Tuesday, April 17, 2012

Learning the game

I think I have talked before about how comfortable I mostly feel now in putting together a dish from scratch based on the years I've spent cooking and coming to understand flavours and techniques that while they may not produce cutting edge cuisine will get me through most meals whether for myself or for a hastily gathered group.

I'm not claiming for myself anything other than practice, but it feels great to take a basic bechamel and add a splash of tomato sugo, a generous pinch of herbed sea salt and an equally generous pinch of smoked paprika (one of my favourite flavourings), reduce it down to a stage where I can add a panful of lightly sauteed mixed mushrooms and simmer this down quickly to a creamy mixture that I can pour over a layer of slices of just cooked potato lining the bottom of a grapeseed oiled dish, top with another layer of potatoes sprinkled with grated parmesan, grill, and have a most satisfying wet autumn night's dinner. But to also recognise as I hoe into it that the next time presenting the dish with a side of chopped fresh herbs (parsley, thyme, marjoram and perhaps sage either solo or in combo) would take the dish just that step further. Would I go the extent of sliced kalamata olives along with the parmesan on top, absolutely, and I may even go so far as to slice up my home salted dried kalimata that have been marinating in olive oil and dried chili for a couple of years. But no more, I think. There's a fine balance to be found between the additions that enhance the basic dish and those that overwhelm its basics, in this case that combination of potatoes and mushrooms, and I think it's that balance that I get right more often than not these days (there still are disasters that are best composted).

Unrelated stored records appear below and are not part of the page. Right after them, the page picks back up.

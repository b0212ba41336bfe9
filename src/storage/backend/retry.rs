//! 瞬时数据库错误的重试
//!
//! 死锁、锁等待超时、SQLite BUSY、连接池取连接失败这几类错误在并发写入时
//! 属于正常现象，按指数退避重试；其余错误立即返回。

use std::future::Future;
use std::time::Duration;

use sea_orm::DbErr;
use sea_orm::error::RuntimeErr;
use tokio::time::sleep;
use tracing::{debug, warn};

use crate::config::DatabaseConfig;

/// 可识别为可重试的数据库错误码
const RETRYABLE_CODES: &[&str] = &[
    // MySQL: deadlock / lock wait timeout
    "1213", "1205",
    // PostgreSQL: serialization failure / deadlock
    "40001", "40P01",
    // SQLite: BUSY / LOCKED
    "5", "6", "517",
];

const RETRYABLE_MESSAGES: &[&str] = &[
    "deadlock",
    "lock wait timeout",
    "database is locked",
    "database table is locked",
    "serialization failure",
];

/// 重试参数
#[derive(Debug, Clone, Copy)]
pub struct RetryConfig {
    pub max_retries: u32,
    pub base_delay_ms: u64,
    pub max_delay_ms: u64,
}

impl Default for RetryConfig {
    fn default() -> Self {
        Self {
            max_retries: 3,
            base_delay_ms: 100,
            max_delay_ms: 2000,
        }
    }
}

impl From<&DatabaseConfig> for RetryConfig {
    fn from(db: &DatabaseConfig) -> Self {
        Self {
            max_retries: db.retry_count,
            base_delay_ms: db.retry_base_delay_ms,
            max_delay_ms: db.retry_max_delay_ms,
        }
    }
}

/// 判断数据库错误是否值得重试
pub fn is_retryable_error(err: &DbErr) -> bool {
    match err {
        DbErr::ConnectionAcquire(_) | DbErr::Conn(_) => true,
        DbErr::Exec(runtime) | DbErr::Query(runtime) => is_retryable_runtime(runtime),
        _ => false,
    }
}

fn is_retryable_runtime(err: &RuntimeErr) -> bool {
    match err {
        RuntimeErr::SqlxError(sqlx_err) => {
            if let Some(code) = sqlx_err
                .as_database_error()
                .and_then(|db_err| db_err.code())
                && RETRYABLE_CODES.contains(&code.as_ref())
            {
                return true;
            }
            matches_retryable_message(&sqlx_err.to_string())
        }
        RuntimeErr::Internal(msg) => matches_retryable_message(msg),
        #[allow(unreachable_patterns)]
        _ => false,
    }
}

fn matches_retryable_message(msg: &str) -> bool {
    let msg = msg.to_lowercase();
    RETRYABLE_MESSAGES.iter().any(|needle| msg.contains(needle))
}

/// 指数退避（上限 `max_ms`）加 0-25% 随机抖动
fn backoff_delay(attempt: u32, base_ms: u64, max_ms: u64) -> u64 {
    let exp = base_ms.saturating_mul(2u64.saturating_pow(attempt.saturating_sub(1)));
    let capped = exp.min(max_ms);
    capped.saturating_add(rand::random_range(0..=capped / 4))
}

/// 执行 `operation`，遇到可重试错误时按退避策略重试
///
/// `operation` 每次重试都会被重新调用，因此事务必须在闭包内部开启。
pub async fn with_retry<T, F, Fut>(
    operation_name: &str,
    config: RetryConfig,
    mut operation: F,
) -> Result<T, DbErr>
where
    F: FnMut() -> Fut,
    Fut: Future<Output = Result<T, DbErr>>,
{
    let mut attempt = 0;
    loop {
        let err = match operation().await {
            Ok(value) => {
                if attempt > 0 {
                    debug!("'{}' succeeded after {} retries", operation_name, attempt);
                }
                return Ok(value);
            }
            Err(err) => err,
        };

        if !is_retryable_error(&err) || attempt >= config.max_retries {
            return Err(err);
        }

        attempt += 1;
        let delay = backoff_delay(attempt, config.base_delay_ms, config.max_delay_ms);
        warn!(
            "'{}' failed (attempt {}/{}): {}; retrying in {} ms",
            operation_name,
            attempt,
            config.max_retries + 1,
            err,
            delay
        );
        sleep(Duration::from_millis(delay)).await;
    }
}
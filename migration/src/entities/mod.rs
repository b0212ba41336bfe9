pub mod link;

pub use link::Entity as LinkEntity;
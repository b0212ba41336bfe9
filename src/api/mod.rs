//! HTTP 接口层：路由、认证中间件、错误映射

pub mod jwt;
pub mod middleware;
pub mod services;
//! 统一 API 错误码定义

use serde_repr::{Deserialize_repr, Serialize_repr};

use crate::errors::GuardlinkError;

/// API 错误码枚举
///
/// 使用 serde_repr 序列化为数字，按千位分域：
/// - 0: 成功
/// - 1000-1099: 通用错误
/// - 2000-2099: 认证错误
/// - 3000-3099: 链接错误
#[derive(Debug, Clone, Copy, PartialEq, Eq, Serialize_repr, Deserialize_repr)]
#[repr(i32)]
pub enum ErrorCode {
    // 成功
    Success = 0,

    // 通用错误 1000-1099
    BadRequest = 1000,
    Unauthorized = 1001,
    NotFound = 1004,
    InternalServerError = 1005,
    ServiceUnavailable = 1030,

    // 认证错误 2000-2099
    TokenInvalid = 2002,
    RateLimitExceeded = 2004,

    // 链接错误 3000-3099
    LinkNotFound = 3000,
    LinkPasswordHashError = 3004,
    LinkDatabaseError = 3005,
    LinkDisabled = 3007,
    LinkInvalidPassword = 3008,
}

impl From<&GuardlinkError> for ErrorCode {
    fn from(err: &GuardlinkError) -> Self {
        match err {
            GuardlinkError::BadRequest(_) => ErrorCode::BadRequest,
            GuardlinkError::Unauthorized(_) => ErrorCode::Unauthorized,
            GuardlinkError::NotFound(_) => ErrorCode::LinkNotFound,
            GuardlinkError::Forbidden(_) => ErrorCode::LinkDisabled,
            GuardlinkError::InvalidPassword { .. } => ErrorCode::LinkInvalidPassword,
            GuardlinkError::DatabaseConfig(_)
            | GuardlinkError::DatabaseConnection(_)
            | GuardlinkError::DatabaseOperation(_) => ErrorCode::LinkDatabaseError,
            GuardlinkError::PasswordHash(_) => ErrorCode::LinkPasswordHashError,
            GuardlinkError::Internal(_)
            | GuardlinkError::Serialization(_)
            | GuardlinkError::FileOperation(_) => ErrorCode::InternalServerError,
        }
    }
}
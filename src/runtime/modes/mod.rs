//! Mode routing
//!
//! - Server mode (HTTP server), the default
//! - CLI mode (token issuing, config generation)

pub mod cli;
pub mod server;

pub use cli::run_cli;
pub use server::run_server;

use crate::cli::Commands;

/// Execution mode selected from the parsed command line
#[derive(Debug, PartialEq, Eq)]
pub enum Mode {
    Server,
    Cli,
}

/// No subcommand or `serve` starts the server; everything else is a CLI command.
pub fn detect_mode(command: Option<&Commands>) -> Mode {
    match command {
        None | Some(Commands::Serve) => Mode::Server,
        Some(_) => Mode::Cli,
    }
}
pub mod shutdown;
pub mod startup;
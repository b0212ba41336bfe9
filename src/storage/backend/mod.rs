//! SeaORM storage backend
//!
//! This module provides database storage using SeaORM,
//! supporting SQLite, MySQL/MariaDB, and PostgreSQL.

mod connection;
mod converters;
mod mutations;
mod query;
pub mod retry;

use sea_orm::DatabaseConnection;
use tracing::warn;

use crate::errors::{GuardlinkError, Result};
use crate::storage::models::StorageInfo;

pub use connection::{connect_generic, connect_sqlite, run_migrations};
pub use converters::{link_to_active_model, model_to_link};
pub use mutations::InsertOutcome;

/// 从数据库 URL 推断数据库类型
pub fn infer_backend_from_url(database_url: &str) -> Result<String> {
    if database_url.starts_with("sqlite:")
        || database_url.ends_with(".db")
        || database_url.ends_with(".sqlite")
    {
        Ok("sqlite".to_string())
    } else if database_url.starts_with("mysql://") || database_url.starts_with("mariadb://") {
        Ok("mysql".to_string())
    } else if database_url.starts_with("postgres://") || database_url.starts_with("postgresql://") {
        Ok("postgres".to_string())
    } else {
        Err(GuardlinkError::database_config(format!(
            "无法从 URL 推断数据库类型: {}. 支持的 URL 格式: sqlite://, mysql://, mariadb://, postgres://",
            database_url
        )))
    }
}

/// SeaORM-based storage backend
#[derive(Clone)]
pub struct SeaOrmStorage {
    db: DatabaseConnection,
    backend_name: String,
    retry_config: retry::RetryConfig,
}

impl SeaOrmStorage {
    /// 连接数据库并执行迁移
    ///
    /// 连接池与重试参数取自全局配置的 `[database]` 段。
    pub async fn new(database_url: &str, backend_name: &str) -> Result<Self> {
        if database_url.is_empty() {
            return Err(GuardlinkError::database_config("database_url 未设置"));
        }

        let config = crate::config::get_config();
        let db_config = &config.database;

        let db = if backend_name == "sqlite" {
            connect_sqlite(database_url, db_config).await?
        } else {
            connect_generic(database_url, backend_name, db_config).await?
        };

        let storage = SeaOrmStorage {
            db,
            backend_name: backend_name.to_string(),
            retry_config: retry::RetryConfig::from(db_config),
        };

        run_migrations(&storage.db).await?;

        warn!(
            "{} Storage initialized.",
            storage.backend_name.to_uppercase()
        );
        Ok(storage)
    }

    pub fn info(&self) -> StorageInfo {
        StorageInfo {
            backend: self.backend_name.clone(),
        }
    }

    /// 获取数据库连接
    pub fn get_db(&self) -> &DatabaseConnection {
        &self.db
    }

    /// 关闭连接池
    pub async fn close(&self) -> Result<()> {
        self.db
            .clone()
            .close()
            .await
            .map_err(|e| GuardlinkError::database_connection(format!("关闭数据库连接失败: {}", e)))
    }
}

#[cfg(test)]
mod tests {
    use super::*;

    #[test]
    fn test_infer_backend_from_url() {
        assert_eq!(infer_backend_from_url("guardlink.db").unwrap(), "sqlite");
        assert_eq!(
            infer_backend_from_url("sqlite:///tmp/x.db?mode=rwc").unwrap(),
            "sqlite"
        );
        assert_eq!(
            infer_backend_from_url("mariadb://u:p@localhost/db").unwrap(),
            "mysql"
        );
        assert_eq!(
            infer_backend_from_url("postgresql://localhost/db").unwrap(),
            "postgres"
        );
        assert!(matches!(
            infer_backend_from_url("redis://localhost"),
            Err(GuardlinkError::DatabaseConfig(_))
        ));
    }
}
//! 公开接口：alias 跳转与密码校验

use std::sync::Arc;

use actix_governor::{
    Governor, GovernorConfig, GovernorConfigBuilder, KeyExtractor, SimpleKeyExtractionError,
};
use actix_web::dev::ServiceRequest;
use actix_web::{HttpResponse, Responder, web};
use governor::middleware::NoOpMiddleware;
use rust_embed::Embed;
use serde::{Deserialize, Serialize};
use tracing::{debug, info, trace};

use crate::config::RateLimitConfig;
use crate::errors::{GuardlinkError, Result};
use crate::services::{LinkService, ResolveOutcome};
use crate::utils::encode_location;
use crate::utils::ip::client_ip;

use super::helpers::{api_result, error_from_guardlink};

const PASSWORD_PROMPT_ASSET: &str = "password-prompt.html";

#[derive(Embed)]
#[folder = "assets/"]
struct PromptAssets;

/// 受保护链接返回的密码输入页
///
/// 启动时加载一次：优先读取 `redirect.password_prompt_page` 指定的文件，
/// 否则使用编译进二进制的默认页面。
#[derive(Clone)]
pub struct PasswordPage(Arc<str>);

impl PasswordPage {
    pub fn load(path: Option<&str>) -> Result<Self> {
        match path.map(str::trim).filter(|p| !p.is_empty()) {
            Some(path) => {
                let html = std::fs::read_to_string(path).map_err(|e| {
                    GuardlinkError::file_operation(format!(
                        "无法读取密码输入页 {}: {}",
                        path, e
                    ))
                })?;
                info!("Using password prompt page from {}", path);
                Ok(Self(html.into()))
            }
            None => Self::embedded(),
        }
    }

    pub fn embedded() -> Result<Self> {
        let file = PromptAssets::get(PASSWORD_PROMPT_ASSET).ok_or_else(|| {
            GuardlinkError::internal(format!("Embedded asset {} missing", PASSWORD_PROMPT_ASSET))
        })?;
        Ok(Self(String::from_utf8_lossy(&file.data).into()))
    }

    pub fn html(&self) -> &str {
        &self.0
    }
}

/// 限流 key：客户端 IP（仅信任来自可信代理的转发头）
#[derive(Debug, Clone, PartialEq, Eq)]
pub struct ClientIpKeyExtractor {
    trusted_proxies: Arc<[String]>,
}

impl ClientIpKeyExtractor {
    pub fn new(trusted_proxies: &[String]) -> Self {
        Self {
            trusted_proxies: trusted_proxies.into(),
        }
    }
}

impl KeyExtractor for ClientIpKeyExtractor {
    type Key = String;
    type KeyExtractionError = SimpleKeyExtractionError<&'static str>;

    fn extract(
        &self,
        req: &ServiceRequest,
    ) -> std::result::Result<Self::Key, Self::KeyExtractionError> {
        let conn_info = req.connection_info();
        client_ip(conn_info.peer_addr(), req.headers(), &self.trusted_proxies)
            .ok_or_else(|| SimpleKeyExtractionError::new("Unable to extract client IP"))
    }
}

pub type VerifyRateLimit = GovernorConfig<ClientIpKeyExtractor, NoOpMiddleware>;

/// 密码校验接口的限流配置，`rate_limit.enabled = false` 时返回 `None`
///
/// 返回的配置在所有 worker 之间共享同一个令牌桶。
pub fn verify_rate_limit(config: &RateLimitConfig) -> Result<Option<VerifyRateLimit>> {
    if !config.enabled {
        return Ok(None);
    }

    let seconds = config.verify_seconds_per_request.max(1);
    let burst = config.verify_burst.max(1);

    let governor = GovernorConfigBuilder::default()
        .seconds_per_request(seconds)
        .burst_size(burst)
        .key_extractor(ClientIpKeyExtractor::new(&config.trusted_proxies))
        .finish()
        .ok_or_else(|| GuardlinkError::internal("Invalid rate limit configuration"))?;

    debug!(
        "Verify-password rate limiter: 1 req/{}s, burst {}",
        seconds, burst
    );
    Ok(Some(governor))
}

/// 把限流配置挂到路由上
pub fn rate_limited(
    route: actix_web::Route,
    limit: Option<&VerifyRateLimit>,
) -> actix_web::Route {
    match limit {
        Some(config) => route.wrap(Governor::new(config)),
        None => route,
    }
}

/// `POST /api/verify-password` 请求体
#[derive(Debug, Deserialize)]
#[serde(rename_all = "camelCase")]
pub struct VerifyPasswordBody {
    #[serde(default)]
    pub short_url: Option<String>,
    #[serde(default)]
    pub password: Option<String>,
}

#[derive(Debug, Serialize)]
#[serde(rename_all = "camelCase")]
pub struct VerifyPasswordResponse {
    pub original_url: String,
    pub success: bool,
}

pub struct RedirectService;

impl RedirectService {
    /// `GET /{alias}`
    pub async fn handle_redirect(
        alias: web::Path<String>,
        service: web::Data<Arc<LinkService>>,
        page: web::Data<PasswordPage>,
    ) -> impl Responder {
        let alias = alias.into_inner();
        trace!("Resolving alias '{}'", alias);

        match service.resolve(&alias).await {
            Ok(ResolveOutcome::Redirect(target)) => {
                debug!("Redirecting '{}' -> {}", alias, target);
                HttpResponse::Found()
                    .insert_header(("Location", encode_location(&target).as_ref()))
                    .insert_header(("Cache-Control", "no-store"))
                    .finish()
            }
            Ok(ResolveOutcome::RequiresPassword) => HttpResponse::Ok()
                .content_type("text/html; charset=utf-8")
                .insert_header(("Cache-Control", "no-store"))
                .body(page.html().to_owned()),
            Err(e) => error_from_guardlink(&e),
        }
    }

    /// `POST /api/verify-password`
    pub async fn verify_password(
        service: web::Data<Arc<LinkService>>,
        body: web::Json<VerifyPasswordBody>,
    ) -> impl Responder {
        let body = body.into_inner();
        let short_url = body.short_url.unwrap_or_default();
        let password = body.password.unwrap_or_default();

        let result = service
            .verify_password(&short_url, &password)
            .await
            .map(|original_url| VerifyPasswordResponse {
                original_url,
                success: true,
            });
        api_result(result)
    }
}

#[cfg(test)]
mod tests {
    use super::*;

    #[test]
    fn test_embedded_page_posts_to_verify_endpoint() {
        let page = PasswordPage::embedded().unwrap();
        assert!(page.html().contains("/api/verify-password"));
    }

    #[test]
    fn test_load_page_from_file() {
        let dir = tempfile::tempdir().unwrap();
        let path = dir.path().join("prompt.html");
        std::fs::write(&path, "<p>custom</p>").unwrap();

        let page = PasswordPage::load(path.to_str()).unwrap();
        assert_eq!(page.html(), "<p>custom</p>");
    }

    #[test]
    fn test_missing_page_file_is_an_error() {
        assert!(matches!(
            PasswordPage::load(Some("/nonexistent/prompt.html")),
            Err(GuardlinkError::FileOperation(_))
        ));
    }

    #[test]
    fn test_blank_path_falls_back_to_embedded() {
        let page = PasswordPage::load(Some("  ")).unwrap();
        assert!(page.html().contains("password"));
    }

    #[test]
    fn test_rate_limit_disabled() {
        let config = RateLimitConfig {
            enabled: false,
            ..RateLimitConfig::default()
        };
        assert!(verify_rate_limit(&config).unwrap().is_none());
    }

    #[test]
    fn test_rate_limit_clamps_zero_values() {
        let config = RateLimitConfig {
            verify_seconds_per_request: 0,
            verify_burst: 0,
            ..RateLimitConfig::default()
        };
        assert!(verify_rate_limit(&config).unwrap().is_some());
    }
}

As I think I have in my barbecued whole fish (snapper works well as does redfish). In the absence of lemon or dill one day I looked to the herbs in the garden for a tad of inspiration. What I came up with was first oiling, pepper and salting a sheet of aluminium foil, then laying on top of it a generous bunch of lemon verbena and sprigs of bay, putting the same mix inside the gutted belly of the fish, deep scoring the flesh of the fish three times, laying the fish on its side on the prepared sheet of aluminium foil, then covering the exposed side of the fish with more lemon verbena, bay, pepper, salt and oil, covering that with another sheet of foil, sealing the packet and barbecuing it at a high heat for around 10 to 15 minutes each side.